EXERCISE DIRECTIONS = Within the entries below, find the portion that opens with the line containing "hint; other 5xx" and closes with the line containing "let retry_after = api.and_then(|r|". Retype that portion exactly and only.
+++ INPUT MATERIAL +++
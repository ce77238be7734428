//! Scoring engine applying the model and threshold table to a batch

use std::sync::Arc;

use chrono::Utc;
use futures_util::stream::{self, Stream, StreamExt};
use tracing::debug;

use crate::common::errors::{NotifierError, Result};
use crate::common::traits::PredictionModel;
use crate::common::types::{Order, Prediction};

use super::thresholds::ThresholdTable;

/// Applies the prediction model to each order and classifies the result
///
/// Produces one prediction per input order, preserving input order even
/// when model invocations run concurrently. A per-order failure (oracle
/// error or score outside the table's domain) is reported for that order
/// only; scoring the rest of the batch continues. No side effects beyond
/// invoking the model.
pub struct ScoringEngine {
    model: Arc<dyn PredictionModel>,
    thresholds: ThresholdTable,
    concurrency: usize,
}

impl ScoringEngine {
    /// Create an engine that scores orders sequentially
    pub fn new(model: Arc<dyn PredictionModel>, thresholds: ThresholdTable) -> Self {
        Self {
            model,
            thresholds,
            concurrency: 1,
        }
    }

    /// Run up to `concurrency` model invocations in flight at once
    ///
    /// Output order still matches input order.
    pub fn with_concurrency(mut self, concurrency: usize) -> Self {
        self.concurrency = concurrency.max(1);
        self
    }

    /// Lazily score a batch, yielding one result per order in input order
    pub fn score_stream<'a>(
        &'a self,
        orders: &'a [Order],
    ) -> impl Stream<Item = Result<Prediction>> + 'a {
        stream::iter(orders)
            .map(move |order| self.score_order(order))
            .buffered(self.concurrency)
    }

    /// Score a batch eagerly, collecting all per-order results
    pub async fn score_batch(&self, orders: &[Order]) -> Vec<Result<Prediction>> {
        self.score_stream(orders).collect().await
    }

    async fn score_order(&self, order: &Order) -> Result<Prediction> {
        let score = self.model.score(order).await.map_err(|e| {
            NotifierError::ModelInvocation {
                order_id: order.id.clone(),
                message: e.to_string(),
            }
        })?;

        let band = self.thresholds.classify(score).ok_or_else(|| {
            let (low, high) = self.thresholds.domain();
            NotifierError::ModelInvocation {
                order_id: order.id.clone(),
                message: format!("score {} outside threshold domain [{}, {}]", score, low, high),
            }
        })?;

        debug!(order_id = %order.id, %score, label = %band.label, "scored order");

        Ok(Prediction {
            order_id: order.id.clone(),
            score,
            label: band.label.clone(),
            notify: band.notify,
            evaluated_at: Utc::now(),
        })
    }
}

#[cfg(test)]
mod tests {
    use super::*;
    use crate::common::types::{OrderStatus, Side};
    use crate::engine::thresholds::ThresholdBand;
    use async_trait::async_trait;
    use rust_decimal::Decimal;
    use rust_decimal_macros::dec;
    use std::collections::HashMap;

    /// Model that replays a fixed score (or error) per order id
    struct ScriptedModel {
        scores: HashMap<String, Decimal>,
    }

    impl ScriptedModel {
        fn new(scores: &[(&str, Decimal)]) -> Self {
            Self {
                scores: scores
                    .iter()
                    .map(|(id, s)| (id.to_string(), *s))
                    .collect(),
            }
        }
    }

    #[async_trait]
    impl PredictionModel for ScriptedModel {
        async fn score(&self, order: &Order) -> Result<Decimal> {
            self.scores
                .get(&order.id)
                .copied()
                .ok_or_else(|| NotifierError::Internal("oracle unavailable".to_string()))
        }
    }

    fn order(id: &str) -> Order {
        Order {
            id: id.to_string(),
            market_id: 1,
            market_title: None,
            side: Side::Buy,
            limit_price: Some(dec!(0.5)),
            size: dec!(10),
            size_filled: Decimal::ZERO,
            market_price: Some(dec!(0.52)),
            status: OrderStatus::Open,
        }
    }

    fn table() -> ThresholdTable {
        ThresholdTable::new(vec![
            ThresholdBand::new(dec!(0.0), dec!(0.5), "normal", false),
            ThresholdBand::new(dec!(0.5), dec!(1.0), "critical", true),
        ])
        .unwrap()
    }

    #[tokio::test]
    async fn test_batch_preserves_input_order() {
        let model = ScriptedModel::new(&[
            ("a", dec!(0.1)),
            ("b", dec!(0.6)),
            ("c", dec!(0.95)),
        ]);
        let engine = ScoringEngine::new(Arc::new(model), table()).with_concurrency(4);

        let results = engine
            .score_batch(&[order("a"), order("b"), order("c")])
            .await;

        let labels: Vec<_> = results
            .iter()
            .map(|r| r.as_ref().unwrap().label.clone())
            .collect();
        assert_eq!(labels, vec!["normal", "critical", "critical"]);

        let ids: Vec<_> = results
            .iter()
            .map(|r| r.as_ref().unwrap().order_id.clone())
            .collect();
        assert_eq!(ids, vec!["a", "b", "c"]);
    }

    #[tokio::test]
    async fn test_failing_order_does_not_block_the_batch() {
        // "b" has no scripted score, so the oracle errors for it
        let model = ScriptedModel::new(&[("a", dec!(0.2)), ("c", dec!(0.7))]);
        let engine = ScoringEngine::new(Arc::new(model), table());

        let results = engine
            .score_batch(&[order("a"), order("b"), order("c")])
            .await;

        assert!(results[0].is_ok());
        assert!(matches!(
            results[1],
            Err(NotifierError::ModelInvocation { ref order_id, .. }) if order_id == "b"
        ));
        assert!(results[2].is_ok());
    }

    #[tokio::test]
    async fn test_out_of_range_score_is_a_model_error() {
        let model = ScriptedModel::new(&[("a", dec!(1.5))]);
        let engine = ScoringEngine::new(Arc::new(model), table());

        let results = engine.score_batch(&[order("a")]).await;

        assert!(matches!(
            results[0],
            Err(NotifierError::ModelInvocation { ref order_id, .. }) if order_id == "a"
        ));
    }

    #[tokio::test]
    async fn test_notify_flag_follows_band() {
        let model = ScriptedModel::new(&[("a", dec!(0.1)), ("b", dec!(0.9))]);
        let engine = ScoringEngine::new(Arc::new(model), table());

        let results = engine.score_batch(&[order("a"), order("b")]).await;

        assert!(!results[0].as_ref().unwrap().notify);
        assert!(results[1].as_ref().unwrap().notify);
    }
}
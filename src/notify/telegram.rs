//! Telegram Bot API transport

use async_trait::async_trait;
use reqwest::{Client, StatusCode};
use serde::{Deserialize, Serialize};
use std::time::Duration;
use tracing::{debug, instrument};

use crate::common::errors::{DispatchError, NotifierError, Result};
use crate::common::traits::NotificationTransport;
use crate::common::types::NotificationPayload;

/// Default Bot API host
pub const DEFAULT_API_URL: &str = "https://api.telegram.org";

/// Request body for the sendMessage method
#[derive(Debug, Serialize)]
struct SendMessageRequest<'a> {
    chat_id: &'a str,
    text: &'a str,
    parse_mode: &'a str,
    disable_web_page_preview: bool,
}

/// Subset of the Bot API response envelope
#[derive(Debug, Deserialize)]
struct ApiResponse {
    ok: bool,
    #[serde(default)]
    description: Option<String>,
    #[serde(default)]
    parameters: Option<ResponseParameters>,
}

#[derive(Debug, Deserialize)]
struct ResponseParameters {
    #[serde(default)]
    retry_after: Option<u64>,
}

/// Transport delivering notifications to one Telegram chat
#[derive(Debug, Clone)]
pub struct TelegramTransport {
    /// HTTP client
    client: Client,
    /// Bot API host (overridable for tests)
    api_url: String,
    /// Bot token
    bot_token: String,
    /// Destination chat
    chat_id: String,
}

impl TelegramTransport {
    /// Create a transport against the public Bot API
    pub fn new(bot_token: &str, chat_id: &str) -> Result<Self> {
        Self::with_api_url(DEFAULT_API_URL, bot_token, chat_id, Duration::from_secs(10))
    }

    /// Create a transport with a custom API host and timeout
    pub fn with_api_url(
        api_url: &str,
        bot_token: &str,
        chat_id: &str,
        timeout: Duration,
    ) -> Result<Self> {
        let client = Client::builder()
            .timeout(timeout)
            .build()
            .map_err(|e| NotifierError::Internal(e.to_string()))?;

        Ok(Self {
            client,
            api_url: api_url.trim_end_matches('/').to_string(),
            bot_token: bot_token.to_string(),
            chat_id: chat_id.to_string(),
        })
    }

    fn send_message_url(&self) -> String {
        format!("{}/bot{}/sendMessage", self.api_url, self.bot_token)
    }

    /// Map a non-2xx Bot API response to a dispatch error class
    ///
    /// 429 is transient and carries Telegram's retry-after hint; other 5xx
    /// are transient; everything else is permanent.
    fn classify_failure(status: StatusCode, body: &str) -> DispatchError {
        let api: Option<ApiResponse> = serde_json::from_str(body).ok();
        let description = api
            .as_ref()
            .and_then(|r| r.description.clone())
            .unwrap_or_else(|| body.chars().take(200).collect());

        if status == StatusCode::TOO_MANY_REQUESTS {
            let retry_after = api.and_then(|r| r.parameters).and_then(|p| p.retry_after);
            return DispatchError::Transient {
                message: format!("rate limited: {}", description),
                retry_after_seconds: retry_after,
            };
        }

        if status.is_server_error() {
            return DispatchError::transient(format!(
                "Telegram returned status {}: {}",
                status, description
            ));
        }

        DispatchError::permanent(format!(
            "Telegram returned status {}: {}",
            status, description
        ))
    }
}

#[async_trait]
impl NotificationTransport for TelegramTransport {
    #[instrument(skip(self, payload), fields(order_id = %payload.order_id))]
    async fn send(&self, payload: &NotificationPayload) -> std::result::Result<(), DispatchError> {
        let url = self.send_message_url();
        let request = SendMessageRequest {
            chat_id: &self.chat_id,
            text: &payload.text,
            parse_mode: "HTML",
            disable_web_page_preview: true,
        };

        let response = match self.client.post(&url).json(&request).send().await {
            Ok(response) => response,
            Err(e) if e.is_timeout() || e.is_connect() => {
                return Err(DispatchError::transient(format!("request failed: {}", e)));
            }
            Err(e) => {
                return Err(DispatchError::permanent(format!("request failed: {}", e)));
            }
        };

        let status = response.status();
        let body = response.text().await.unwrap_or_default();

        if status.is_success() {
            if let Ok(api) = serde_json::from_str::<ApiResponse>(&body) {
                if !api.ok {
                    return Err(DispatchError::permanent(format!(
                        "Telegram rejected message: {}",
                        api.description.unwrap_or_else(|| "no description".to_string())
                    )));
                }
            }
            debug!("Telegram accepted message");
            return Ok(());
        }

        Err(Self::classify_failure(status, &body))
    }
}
+++
EXERCISE ANSWER =
    /// 429 is transient and carries Telegram's retry-after hint; other 5xx
    /// are transient; everything else is permanent.
    fn classify_failure(status: StatusCode, body: &str) -> DispatchError {
        let api: Option<ApiResponse> = serde_json::from_str(body).ok();
        let description = api
            .as_ref()
            .and_then(|r| r.description.clone())
            .unwrap_or_else(|| body.chars().take(200).collect());

        if status == StatusCode::TOO_MANY_REQUESTS {
            let retry_after = api.and_then(|r| r.parameters).and_then(|p| p.retry_after);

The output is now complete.